Lead : The annual 11.11 is here again. The best gift for technical people is Technical Guide ! After these years of development, shopping festivals are no longer confined to the e-commerce industry. Now all walks of life actually adopt similar methods for operating activities. There are 818 in the automotive industry and Mi Fan Festival in Xiaomi. The basic software presents many new challenges and also accumulates many best practices.

Before the arrival of 11.11, PingCAP will conduct a series of in-depth discussions with users such as , Bitauto, JD.com, and Zhongtong, hoping to reveal what kind of technical problems are hidden behind the soaring sales year by year? What technical architecture can be used to steadily resist traffic peaks?

The technical challenges of JD 11.11

The annual 618 and 11.11 are a big test for Jingdong, and Jingdong Cloud is the cornerstone of Jingdong Group's technical guarantee.
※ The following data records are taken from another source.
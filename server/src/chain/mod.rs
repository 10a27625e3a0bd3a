//! Best-effort recording of finished tournaments on chain.
//!
//! The server never signs anything itself; it hands the result to a relay
//! service that owns the contract keys. Recording runs detached from the
//! request and its failures are only logged.

pub mod relay;

use serde::Serialize;

use crate::{config::Settings, game::types::TournamentId};

pub use relay::RelayClient;

/// Payload describing one finished tournament.
#[derive(Debug, Clone, PartialEq, Eq, Serialize)]
pub struct TournamentRecord {
    pub tournament_id: TournamentId,
    /// Distinct display names of everyone who played.
    pub players: Vec<String>,
    pub winner: String,
}

#[derive(Debug, Clone)]
pub enum ChainRecorder {
    Disabled,
    Relay(RelayClient),
}

impl ChainRecorder {
    pub fn from_settings(settings: &Settings) -> anyhow::Result<Self> {
        Ok(match settings.chain_relay_url.as_deref() {
            Some(url) => ChainRecorder::Relay(RelayClient::new(url)?),
            None => ChainRecorder::Disabled,
        })
    }

    /// Fire-and-forget: spawn the submission and return immediately.
    pub fn spawn_record(&self, record: TournamentRecord) {
        match self {
            ChainRecorder::Disabled => {
                log::info!(
                    "chain recording disabled; tournament {} won by {}",
                    record.tournament_id,
                    record.winner
                );
            }
            ChainRecorder::Relay(client) => {
                let client = client.clone();
                tokio::spawn(async move {
                    match client.submit(&record).await {
                        Ok(hash) => log::info!(
                            "tournament {} recorded on chain: {hash}",
                            record.tournament_id
                        ),
                        Err(e) => log::warn!(
                            "recording tournament {} failed: {e:?}",
                            record.tournament_id
                        ),
                    }
                });
            }
        }
    }
}
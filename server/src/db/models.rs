use chrono::{DateTime, Utc};
use serde::Serialize;
use serde_with::skip_serializing_none;
use sqlx::FromRow;

use crate::game::types::{
    MatchId, MatchStatus, MatchType, PlayerId, TournamentId, TournamentStatus, UserId,
};

#[derive(Debug, Clone, FromRow, Serialize)]
pub struct User {
    pub id: UserId,
    pub username: String,
    pub email: String,
    #[serde(skip)]
    pub password_hash: Option<String>,
    pub online: bool,
    pub avatar: Option<String>,
    pub created_at: DateTime<Utc>,
}

/// What other users get to see.
#[skip_serializing_none]
#[derive(Debug, Clone, FromRow, Serialize)]
pub struct PublicUser {
    pub id: UserId,
    pub username: String,
    pub online: bool,
    pub avatar: Option<String>,
}

impl From<User> for PublicUser {
    fn from(u: User) -> Self {
        PublicUser {
            id: u.id,
            username: u.username,
            online: u.online,
            avatar: u.avatar,
        }
    }
}

#[derive(Debug, Clone, FromRow, Serialize)]
pub struct Player {
    pub id: PlayerId,
    pub user_id: UserId,
    pub display_name: String,
    pub wins: i64,
    pub losses: i64,
    pub avatar: Option<String>,
    pub created_at: DateTime<Utc>,
}

#[derive(Debug, Clone, FromRow)]
pub struct TournamentRow {
    pub id: TournamentId,
    pub user_id: UserId,
    pub name: String,
    pub status: TournamentStatus,
    pub current_round: i64,
    pub winner_id: Option<PlayerId>,
    pub created_at: DateTime<Utc>,
}

/// One `matches` row joined with its (optional) winner.
#[derive(Debug, Clone, FromRow)]
pub struct MatchRow {
    pub id: MatchId,
    pub user_id: UserId,
    #[sqlx(rename = "type")]
    pub match_type: MatchType,
    pub status: MatchStatus,
    pub tournament_id: Option<TournamentId>,
    pub round: Option<i64>,
    pub created_at: DateTime<Utc>,
    pub winner_id: Option<PlayerId>,
}

#[derive(Debug, Clone, FromRow)]
pub struct ParticipantRow {
    pub match_id: MatchId,
    pub player_id: PlayerId,
    pub score: i64,
}

#[derive(Debug, Clone, PartialEq, Eq, Serialize)]
pub struct ParticipantView {
    pub player_id: PlayerId,
    pub score: i64,
}

/// A match as returned to callers.
#[skip_serializing_none]
#[derive(Debug, Clone, Serialize)]
pub struct MatchView {
    pub match_id: MatchId,
    #[serde(rename = "type")]
    pub match_type: MatchType,
    pub status: MatchStatus,
    pub tournament_id: Option<TournamentId>,
    pub round: Option<i64>,
    pub date: DateTime<Utc>,
    pub winner_id: Option<PlayerId>,
    pub players: Vec<ParticipantView>,
}

#[skip_serializing_none]
#[derive(Debug, Clone, Serialize)]
pub struct TournamentView {
    pub id: TournamentId,
    pub user_id: UserId,
    pub name: String,
    pub status: TournamentStatus,
    pub current_round: i64,
    pub winner_id: Option<PlayerId>,
    pub created_at: DateTime<Utc>,
    pub matches: Vec<MatchView>,
}
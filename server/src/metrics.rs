//! Prometheus metrics & middleware helper.

use actix_web_prom::{PrometheusMetrics, PrometheusMetricsBuilder};
use once_cell::sync::Lazy;

/// Global Prometheus handle, one per process.
pub static METRICS: Lazy<PrometheusMetrics> = Lazy::new(|| {
    PrometheusMetricsBuilder::new("pong")
        .endpoint("/metrics") // exposed URL
        .build()
        .expect("metrics builder")
});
During this period, PB-level data growth pressure of Jingdong's core retail business and Jingdong logistics system . Faced with the rapid growth of JD’s 11.11 order volume and turnover every year, JD Cloud Database is the core of most of JD’s business systems, and the pressure is naturally not small.

Yang Mu, senior product manager of JD Cloud, feels deeply about this: Many business systems related to JD 11.11 require database support, such as analyzing kanbans, report data, and waybill data. Affected by commodity activities and preferential time, the peak time of user orders is often in a fixed time period, and the number of visits to these databases will increase rapidly.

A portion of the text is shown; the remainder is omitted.